Julio César Nunes Ito*

 

 


RESUMO

Num movimento de resgate do valor terapêutico da música, este artigo procura ampliar as possibilidades de recursos a serem trabalhados no setting clínico junguiano. Através de uma revisão de literatura da psicologia analítica, percebeu-se uma carência de material relacionado à música como um recurso terapêutico. A partir deste ponto, são apresentadas algumas reflexões de como a música e o inconsciente podem se relacionar pela perspectiva da psicologia analítica. A experiência pessoal de C. G. Jung com a música, as relações entre música e imaginação ativa, música e neurociências, assim como algumas implicações da utilização desta arte no setting analítico são discutidas neste trabalho. Inserindo a música na clínica junguiana, ela apresentou-se propícia a: estimular a função transcendente, favorecendo a evocação de imagens da psique; rebaixar as defesas egoicas; complementar o trabalho como uma linguagem não verbal e a induzir ao relaxamento, auxiliando a passagem para um estado alterado de consciência, enriquecendo assim o trabalho terapêutico com material simbólico-musical.
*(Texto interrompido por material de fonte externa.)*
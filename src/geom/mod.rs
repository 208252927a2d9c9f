use crate::geom::path::Vertex;
use crate::geom::point::Point;
use crate::geom::units::{Angle, Length, UnsignedLength};

pub mod path;
pub mod point;
pub mod polygon;
pub mod units;

// Chord error bound for flattening arcs into line segments. All checks see
// geometry within this same tolerance.
pub const MAX_ARC_TOLERANCE: UnsignedLength = UnsignedLength::nm(5000);

pub const fn pt(x: i64, y: i64) -> Point {
    Point::new(Length::nm(x), Length::nm(y))
}

pub const fn vtx(p: Point, arc_sweep: Angle) -> Vertex {
    Vertex { position: p, arc_sweep }
}
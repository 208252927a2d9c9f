use std::collections::BTreeSet;

use log::debug;
use uuid::Uuid;

use crate::geom::path::Path;
use crate::geom::polygon::PolygonSet;
use crate::geom::pt;
use crate::geom::units::{Length, PositiveLength, UnsignedLength};
use crate::model::board::BoardModel;
use crate::model::device::{Device, FootprintPad, PadShape};
use crate::model::graphics::{Circle, Polygon, StrokeText};
use crate::model::layer::Layer;
use crate::model::net::{NetLine, NetSegment, Via};
use crate::model::plane::Plane;
use crate::model::transform::Transform;

// Which nets a copper query admits.
#[derive(Debug, Clone, PartialEq, Eq, Hash)]
pub enum NetFilter {
    Any,
    Only(BTreeSet<Option<Uuid>>),
    Except(Option<Uuid>),
}

impl NetFilter {
    fn matches(&self, net: Option<Uuid>) -> bool {
        match self {
            Self::Any => true,
            Self::Only(set) => set.is_empty() || set.contains(&net),
            Self::Except(n) => net != *n,
        }
    }
}

// Converts board objects into polygon sets on a requested layer, with an
// optional outward offset. The single geometry authority for the checker:
// every check sees shapes produced here, flattened within one tolerance.
#[derive(Debug, Copy, Clone)]
pub struct PathGenerator<'a> {
    board: &'a BoardModel,
}

impl<'a> PathGenerator<'a> {
    pub fn new(board: &'a BoardModel) -> Self {
        Self { board }
    }

    // Via copper is the full annular disc; the drill is not subtracted. On
    // the stop mask the opening grows by the via's mask offset.
    pub fn via_area(&self, via: &Via, layer: Layer, offset: UnsignedLength, tol: UnsignedLength) -> PolygonSet {
        let extra = if layer.is_copper() {
            Length::ZERO
        } else if layer.is_stop_mask() {
            via.stop_mask_offset.unwrap_or(Length::ZERO)
        } else {
            return PolygonSet::empty();
        };
        let d = via.size.len() + 2 * (extra + offset.len());
        match PositiveLength::new(d) {
            Ok(d) => PolygonSet::from_closed_path(&Path::circle(via.position, d), tol),
            Err(_) => PolygonSet::empty(),
        }
    }

    pub fn net_line_area(
        &self,
        seg: &NetSegment,
        line: &NetLine,
        layer: Layer,
        offset: UnsignedLength,
        tol: UnsignedLength,
    ) -> PolygonSet {
        if line.layer != layer {
            return PolygonSet::empty();
        }
        let (Some(a), Some(b)) = (
            self.board.anchor_position(seg, line.start),
            self.board.anchor_position(seg, line.end),
        ) else {
            debug!("net line {} has dangling anchors, skipped", line.uuid);
            return PolygonSet::empty();
        };
        let w = PositiveLength::new(line.width.len() + 2 * offset.len())
            .unwrap_or(line.width);
        PolygonSet::from_closed_path(&Path::obround(a, b, w), tol)
    }

    // Pad copper on a layer: the shape outline with its corner treatment.
    // SMT pads exist on their placed side only; THT pads span all copper
    // layers. On the stop mask the shape grows by the pad's mask offset.
    pub fn pad_area(
        &self,
        device: &Device,
        pad: &FootprintPad,
        layer: Layer,
        offset: UnsignedLength,
        tol: UnsignedLength,
    ) -> PolygonSet {
        let tf = self.board.pad_transform(device, pad);
        let placed_side = device.transform.apply_layer(pad.smt_layer());
        let extra = if layer.is_copper() {
            let on_layer = if pad.is_tht() { true } else { placed_side == layer };
            if !on_layer {
                return PolygonSet::empty();
            }
            Length::ZERO
        } else if layer.is_stop_mask() {
            let side_mask = match placed_side {
                Layer::TopCopper => Layer::TopStopMask,
                _ => Layer::BottomStopMask,
            };
            if !pad.is_tht() && layer != side_mask {
                return PolygonSet::empty();
            }
            pad.stop_mask_offset.unwrap_or(Length::ZERO)
        } else {
            return PolygonSet::empty();
        };
        let grow = extra + offset.len();
        let base = self.pad_shape_area(pad, &tf, tol);
        if grow.is_zero() {
            base
        } else {
            base.offset(grow, tol)
        }
    }

    fn pad_shape_area(&self, pad: &FootprintPad, tf: &Transform, tol: UnsignedLength) -> PolygonSet {
        let min = pad.width.len().min(pad.height.len());
        match &pad.shape {
            PadShape::RoundedRect { corner_radius } => {
                let r = UnsignedLength::new(corner_radius.of(min.half())).unwrap_or_default();
                let p = Path::rounded_rect(pt(0, 0), pad.width, pad.height, r);
                PolygonSet::from_closed_path(&tf.apply_path(&p), tol)
            }
            PadShape::RoundedOctagon { corner_radius } => {
                let p = Path::octagon(pt(0, 0), pad.width, pad.height);
                let set = PolygonSet::from_closed_path(&tf.apply_path(&p), tol);
                // Rounding a convex outline is an opening by the radius;
                // keep strictly inside the inradius so it cannot vanish.
                let r = corner_radius.of(min.half()).min(min.half() - Length::nm(1));
                if r.to_nm() > 0 {
                    set.offset(-r, tol).offset(r, tol)
                } else {
                    set
                }
            }
            PadShape::Stroke { path } => {
                PolygonSet::stroke(&tf.apply_path(path), pad.width, tol)
            }
            PadShape::Custom { outline } => {
                PolygonSet::from_closed_path(&tf.apply_path(outline), tol)
            }
        }
    }

    // Plane copper is whatever rebuild_planes cached; callers ignoring
    // planes (quick mode) skip the call entirely.
    pub fn plane_area(&self, plane: &Plane, layer: Layer, offset: UnsignedLength, tol: UnsignedLength) -> PolygonSet {
        if plane.layer != layer {
            return PolygonSet::empty();
        }
        if offset.is_zero() {
            plane.fragments().clone()
        } else {
            plane.fragments().offset(offset.len(), tol)
        }
    }

    pub fn polygon_area(
        &self,
        poly: &Polygon,
        tf: Option<&Transform>,
        layer: Layer,
        offset: UnsignedLength,
        tol: UnsignedLength,
    ) -> PolygonSet {
        let identity = Transform::identity();
        let tf = tf.unwrap_or(&identity);
        if tf.apply_layer(poly.layer) != layer {
            return PolygonSet::empty();
        }
        let path = tf.apply_path(&poly.path);
        let mut parts = Vec::new();
        if poly.filled && path.is_closed() {
            parts.push(PolygonSet::from_closed_path(&path, tol));
        }
        if let Ok(w) = PositiveLength::new(poly.line_width.len()) {
            parts.push(PolygonSet::stroke(&path, w, tol));
        } else if !poly.filled {
            debug!("unfilled zero-width polygon {}, skipped", poly.uuid);
        }
        let set = PolygonSet::union_all(parts);
        if offset.is_zero() {
            set
        } else {
            set.offset(offset.len(), tol)
        }
    }

    pub fn circle_area(
        &self,
        circle: &Circle,
        tf: Option<&Transform>,
        layer: Layer,
        offset: UnsignedLength,
        tol: UnsignedLength,
    ) -> PolygonSet {
        let identity = Transform::identity();
        let tf = tf.unwrap_or(&identity);
        if tf.apply_layer(circle.layer) != layer {
            return PolygonSet::empty();
        }
        let path = tf.apply_path(&circle.outline());
        let mut parts = Vec::new();
        if circle.filled {
            parts.push(PolygonSet::from_closed_path(&path, tol));
        }
        if let Ok(w) = PositiveLength::new(circle.line_width.len()) {
            parts.push(PolygonSet::stroke(&path, w, tol));
        }
        let set = PolygonSet::union_all(parts);
        if offset.is_zero() {
            set
        } else {
            set.offset(offset.len(), tol)
        }
    }

    // Stroke text copper: the outline strokes of every character path.
    pub fn text_area(
        &self,
        text: &StrokeText,
        tf: Option<&Transform>,
        layer: Layer,
        offset: UnsignedLength,
        tol: UnsignedLength,
    ) -> PolygonSet {
        let identity = Transform::identity();
        let tf = tf.unwrap_or(&identity);
        if tf.apply_layer(text.layer) != layer {
            return PolygonSet::empty();
        }
        let w = PositiveLength::new(text.stroke_width.len() + 2 * offset.len())
            .unwrap_or(text.stroke_width);
        PolygonSet::union_all(
            text.paths.iter().map(|p| PolygonSet::stroke(&tf.apply_path(p), w, tol)).collect(),
        )
    }

    // Drilled area of a hole path: the path stroked at diameter + 2*offset.
    pub fn hole_area(
        &self,
        path: &Path,
        diameter: PositiveLength,
        tf: Option<&Transform>,
        offset: UnsignedLength,
        tol: UnsignedLength,
    ) -> PolygonSet {
        let identity = Transform::identity();
        let tf = tf.unwrap_or(&identity);
        let d = PositiveLength::new(diameter.len() + 2 * offset.len()).unwrap_or(diameter);
        PolygonSet::stroke(&tf.apply_path(path), d, tol)
    }

    // Union of all copper on a layer whose net passes the filter.
    pub fn copper_area(
        &self,
        layer: Layer,
        filter: &NetFilter,
        include_planes: bool,
        tol: UnsignedLength,
    ) -> PolygonSet {
        let mut parts = Vec::new();
        let zero = UnsignedLength::ZERO;
        for seg in self.board.net_segments() {
            if filter.matches(seg.net) {
                for via in &seg.vias {
                    parts.push(self.via_area(via, layer, zero, tol));
                }
                for line in &seg.lines {
                    parts.push(self.net_line_area(seg, line, layer, zero, tol));
                }
            }
        }
        for dev in self.board.devices() {
            let fpt = self.board.footprint(dev.footprint);
            for pad in &fpt.pads {
                if filter.matches(self.board.pad_net(dev, pad)) {
                    parts.push(self.pad_area(dev, pad, layer, zero, tol));
                }
            }
            if filter.matches(None) {
                for poly in &fpt.polygons {
                    parts.push(self.polygon_area(poly, Some(&dev.transform), layer, zero, tol));
                }
                for circle in &fpt.circles {
                    parts.push(self.circle_area(circle, Some(&dev.transform), layer, zero, tol));
                }
                for text in fpt.texts.iter().chain(&dev.texts) {
                    parts.push(self.text_area(text, Some(&dev.transform), layer, zero, tol));
                }
            }
        }
        if include_planes {
            for plane in self.board.planes() {
                if filter.matches(plane.net) {
                    parts.push(self.plane_area(plane, layer, zero, tol));
                }
            }
        }
        if filter.matches(None) {
            for poly in self.board.polygons() {
                parts.push(self.polygon_area(poly, None, layer, zero, tol));
            }
            for text in self.board.stroke_texts() {
                parts.push(self.text_area(text, None, layer, zero, tol));
            }
        }
        PolygonSet::union_all(parts)
    }

    // Filled fragments for one plane: outline minus foreign copper inflated
    // by the plane clearance, opened by the minimum width.
    pub fn plane_fill(&self, plane: &Plane, tol: UnsignedLength) -> PolygonSet {
        let outline = PolygonSet::from_closed_path(&plane.outline, tol);
        if outline.is_empty() {
            debug!("plane {} outline is degenerate, fill is empty", plane.uuid);
            return outline;
        }
        let foreign =
            self.copper_area(plane.layer, &NetFilter::Except(plane.net), false, tol);
        let mut fill = outline;
        if !foreign.is_empty() && !plane.min_clearance.is_zero() {
            fill = fill.subtract(&foreign.offset(plane.min_clearance.len(), tol));
        } else if !foreign.is_empty() {
            fill = fill.subtract(&foreign);
        }
        let half = plane.min_width.len().half();
        if half.to_nm() > 0 {
            fill = fill.offset(-half, tol).offset(half, tol);
        }
        fill
    }

    // All board outline contours: board polygons plus placed footprint
    // polygons on the outline layer.
    pub fn board_outlines(&self) -> Vec<OutlineRef> {
        let mut out = Vec::new();
        for poly in self.board.polygons() {
            if poly.layer == Layer::BoardOutline {
                out.push(OutlineRef { device: None, polygon: poly.uuid, path: poly.path.clone() });
            }
        }
        for dev in self.board.devices() {
            for poly in &self.board.footprint(dev.footprint).polygons {
                if poly.layer == Layer::BoardOutline {
                    out.push(OutlineRef {
                        device: Some(dev.uuid),
                        polygon: poly.uuid,
                        path: dev.transform.apply_path(&poly.path),
                    });
                }
            }
        }
        out
    }

    // Filled union of the closed outline contours.
    pub fn board_area(&self, tol: UnsignedLength) -> PolygonSet {
        PolygonSet::union_all(
            self.board_outlines()
                .iter()
                .filter(|o| o.path.is_closed())
                .map(|o| PolygonSet::from_closed_path(&o.path, tol))
                .collect(),
        )
    }

    // Device courtyard on a courtyard layer.
    pub fn courtyard_area(&self, device: &Device, layer: Layer, tol: UnsignedLength) -> PolygonSet {
        let fpt = self.board.footprint(device.footprint);
        let zero = UnsignedLength::ZERO;
        let mut parts = Vec::new();
        for poly in &fpt.polygons {
            if device.transform.apply_layer(poly.layer) == layer {
                let path = device.transform.apply_path(&poly.path);
                parts.push(PolygonSet::from_closed_path(&path, tol));
                if let Ok(w) = PositiveLength::new(poly.line_width.len()) {
                    parts.push(PolygonSet::stroke(&path, w, tol));
                }
            }
        }
        for circle in &fpt.circles {
            parts.push(self.circle_area(circle, Some(&device.transform), layer, zero, tol));
            if device.transform.apply_layer(circle.layer) == layer && !circle.filled {
                // Courtyards are keep-out areas; an unfilled contour still
                // spans its interior.
                let path = device.transform.apply_path(&circle.outline());
                parts.push(PolygonSet::from_closed_path(&path, tol));
            }
        }
        PolygonSet::union_all(parts)
    }
}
Palavras-chave: Música, psicologia analítica, inconsciente, imagem, Jung.


ABSTRACT

In a movement to recover the therapeutic value of music, this article seeks to expand the possibilities of resources to be worked in the jungian clinical setting. Through a literature review of analytical psychology, it was perceived a lack of material related to music as a therapeutic resource. From this point on, some reflections are presented on how music and the unconscious can be related from the perspective of analytical psychology. C. G. Jung's personal experience with music, the relationships between music and active imagination, music and neurosciences, as well as some implications of the use of this art in the analytical setting are discussed in this paper. Inserting the music in the jungian clinic, it was propitious to: stimulate the transcendent function, favoring the evocation of images of the psyche; to lower egoic defenses; to complement the work as a non-verbal language and to induce relaxation, aiding the transition to an altered state of consciousness, thus enriching the therapeutic work with symbolic-musical material.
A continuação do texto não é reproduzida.